Plant Families: Dandelion



Dandelions are part of the Composiate family of plants. These plants cover Asters and Sunflowers.

I love  looking at dandelions-  When they pop up all over a field I get very excited.  I know that there will be dandelion tinctures, oils, fritters and if I am feeling ambitious, Dandelion wine, in my future.  Brigitte Mars, an herbalist and writer, knew so many things to do with dandelions (both edible and medicinally) that  she was able to fill up a book.

According to the web site ,, here is what can be said about the Compositae family that the dandelion falls under:

“The uniqueness of the Aster or Sunflower family is that what first seems to be a single large flower is actually a composite of many smaller flowers. Look closely at a sunflower in bloom, and you can see that there are hundreds of little flowers growing on a disk, each producing just one seed. Each “disk flower” has 5 tiny petals fused together, plus 5 stamens fused around a pistil with antennae-like stigmas. Look closely at the big “petals” that ring the outside of the flower head, and you will see that each petal is also a flower, called a “ray flower”, with its petals fused together and hanging to one side. Plants of the Aster family will have either disk flowers or ray flowers, or both. When the seeds are ripe and fall away, you are left with a pitted disk that looks strikingly like a little garden plot where all the tiny flowers were planted.”

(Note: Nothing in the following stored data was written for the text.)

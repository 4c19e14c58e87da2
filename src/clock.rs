use embassy_time::Instant;

use crate::Clock;

/// 基于 `embassy_time::Instant` 的毫秒时钟。
///
/// 计数被截断为 32 位，溢出后回绕，与常见 MCU 的毫秒计数器一致。
#[derive(Debug, Clone, Copy, Default)]
pub struct EmbassyClock;

impl Clock for EmbassyClock {
    fn now_ms(&self) -> u32 {
        Instant::now().as_millis() as u32
    }
}
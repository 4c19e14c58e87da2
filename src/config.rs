use embassy_time::Duration;

/// 定义按钮消抖与按压分类的时间参数。
///
/// 所有时间在内部都会被换算为 32 位毫秒计数，并按回绕减法比较；
/// 超出范围的时长饱和为 `u32::MAX`。
#[derive(Debug, Clone, Copy, PartialEq, Eq)]
#[cfg_attr(feature = "defmt", derive(defmt::Format))]
pub struct TrackerConfig {
    /// 消抖持续时间。
    ///
    /// 原始电平每变化一次都会重新开始计时，只有稳定超过此时长的读数才会被采信。
    pub debounce: Duration,

    /// 双击时间窗口。
    ///
    /// 两次按下的起始时间之差小于此窗口时，第二次按下被标记为双击。
    /// 同时，一次完成的按压要等到此窗口完全过去后才会被分类。
    pub double_click_window: Duration,

    /// 长按阈值。
    ///
    /// 持续时间严格大于此值的按压被视为长按；按住不放时，回调也按此周期重复触发。
    pub long_press: Duration,
}

impl TrackerConfig {
    pub(crate) fn debounce_ms(&self) -> u32 {
        saturating_ms(self.debounce)
    }

    pub(crate) fn double_click_ms(&self) -> u32 {
        saturating_ms(self.double_click_window)
    }

    pub(crate) fn long_press_ms(&self) -> u32 {
        saturating_ms(self.long_press)
    }
}

/// 超过 32 位毫秒计数范围（约 49.7 天）的时长按 `u32::MAX` 处理。
fn saturating_ms(duration: Duration) -> u32 {
    u32::try_from(duration.as_millis()).unwrap_or(u32::MAX)
}

impl Default for TrackerConfig {
    /// 提供一套合理的默认配置。
    ///
    /// - 消抖: 50ms
    /// - 双击窗口: 400ms
    /// - 长按阈值: 1000ms
    fn default() -> Self {
        Self {
            debounce: Duration::from_millis(50),
            double_click_window: Duration::from_millis(400),
            long_press: Duration::from_millis(1000),
        }
    }
}

/// `setup` 的标志位集合。
///
/// 目前只有 `SILENT` 会改变行为，其余标志保留给调用方标记用途。
#[derive(Debug, Clone, Copy, PartialEq, Eq, Default)]
#[cfg_attr(feature = "defmt", derive(defmt::Format))]
pub struct SetupFlags(u8);

impl SetupFlags {
    pub const NONE: Self = Self(0x00);
    pub const SHORT: Self = Self(0x01);
    pub const LONG: Self = Self(0x02);
    pub const DOUBLE: Self = Self(0x04);
    /// 不输出初始化诊断信息。
    pub const SILENT: Self = Self(0x80);

    pub const fn bits(self) -> u8 {
        self.0
    }

    pub const fn contains(self, other: Self) -> bool {
        self.0 & other.0 == other.0
    }
}

impl core::ops::BitOr for SetupFlags {
    type Output = Self;

    fn bitor(self, rhs: Self) -> Self {
        Self(self.0 | rhs.0)
    }
}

Dandelion leaves can be a bit bitter especially after they flower.  They are great added to a salad, cook like spinach with garlic and oil or made into a pesto.  The bitter is supposed to be good for digestion and something that our ancestors regularly incorporated into their diets.

I like to make a salve with dandelion flower oil-  I find it nourishing and healing for my very dry skin.  Dandelion teas are good as a diuretic without depleting you of calcium.  The Rockland Forager is particularly fond of dandelion root ‘coffee’, a recipe we will make available soon.

One of the truly great things about dandelion is that it is readily available, you can collect it without worrying about depleting the supply.  It is a great plant to research, study the plant and learn about .  It is one of the great plants to adopt in the beginning of your plant journey.

I hope this inspires you to go forth and adopt a dandelion before they blow away.